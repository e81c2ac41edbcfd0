//! Status classification
//!
//! Maps raw Statuspage component statuses to an ordered [`Tier`].

/// Severity tier of a component status.
///
/// Variants are declared in increasing severity, so `Ord` compares them
/// directly. `Unknown` sits above maintenance and below any degradation.
#[derive(Debug, Clone, Copy, PartialEq, Eq, PartialOrd, Ord, Hash)]
pub enum Tier {
    Operational,
    UnderMaintenance,
    Unknown,
    DegradedPerformance,
    PartialOutage,
    MajorOutage,
}

impl Tier {
    /// Parse a raw API status; unrecognised strings are `Unknown`.
    pub fn from_raw(raw: &str) -> Self {
        match raw.trim().to_lowercase().as_str() {
            "operational" => Tier::Operational,
            "degraded_performance" => Tier::DegradedPerformance,
            "partial_outage" => Tier::PartialOutage,
            "major_outage" => Tier::MajorOutage,
            "under_maintenance" => Tier::UnderMaintenance,
            _ => Tier::Unknown,
        }
    }

    /// Canonical API string
    pub fn as_str(&self) -> &'static str {
        match self {
            Tier::Operational => "operational",
            Tier::DegradedPerformance => "degraded_performance",
            Tier::PartialOutage => "partial_outage",
            Tier::MajorOutage => "major_outage",
            Tier::UnderMaintenance => "under_maintenance",
            Tier::Unknown => "unknown",
        }
    }

    pub fn description(&self) -> &'static str {
        match self {
            Tier::Operational => "Everything is working normally",
            Tier::DegradedPerformance => "Some services are slower than usual",
            Tier::PartialOutage => "Some parts may not be working",
            Tier::MajorOutage => "Service is down for most users",
            Tier::UnderMaintenance => "Scheduled maintenance in progress",
            Tier::Unknown => "Status cannot be determined",
        }
    }

    pub fn is_outage(&self) -> bool {
        matches!(self, Tier::PartialOutage | Tier::MajorOutage)
    }
}

impl std::fmt::Display for Tier {
    fn fmt(&self, f: &mut std::fmt::Formatter<'_>) -> std::fmt::Result {
        write!(f, "{}", self.as_str())
    }
}

#[derive(Debug, Clone, Copy, PartialEq, Eq)]
pub struct Classification {
    pub tier: Tier,
    pub description: &'static str,
}

/// Classify a raw status string. Never fails.
pub fn classify(raw: &str) -> Classification {
    let tier = Tier::from_raw(raw);
    Classification {
        tier,
        description: tier.description(),
    }
}

/// Page-wide health derived from the Statuspage indicator
#[derive(Debug, Clone, PartialEq, Eq)]
pub enum OverallHealth {
    AllOperational,
    IssuesDetected { indicator: String },
}

impl OverallHealth {
    /// `"none"` means all systems operational; anything else is an issue.
    pub fn from_indicator(indicator: &str) -> Self {
        if indicator.trim().eq_ignore_ascii_case("none") {
            OverallHealth::AllOperational
        } else {
            OverallHealth::IssuesDetected {
                indicator: indicator.to_string(),
            }
        }
    }
}

/// A status change between two consecutive observations
#[derive(Debug, Clone, PartialEq, Eq)]
pub struct Transition {
    pub from: String,
    pub to: String,
}

/// Emit a transition only when a previous value exists and differs.
pub fn detect_transition(previous: Option<&str>, current: &str) -> Option<Transition> {
    match previous {
        Some(prev) if prev != current => Some(Transition {
            from: prev.to_string(),
            to: current.to_string(),
        }),
        _ => None,
    }
}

..........

Take every line from the listing above that includes the word "PartialOutage" and copy it.

    PartialOutage,
            "partial_outage" => Tier::PartialOutage,
            Tier::PartialOutage => "partial_outage",
            Tier::PartialOutage => "Some parts may not be working",
        matches!(self, Tier::PartialOutage | Tier::MajorOutage)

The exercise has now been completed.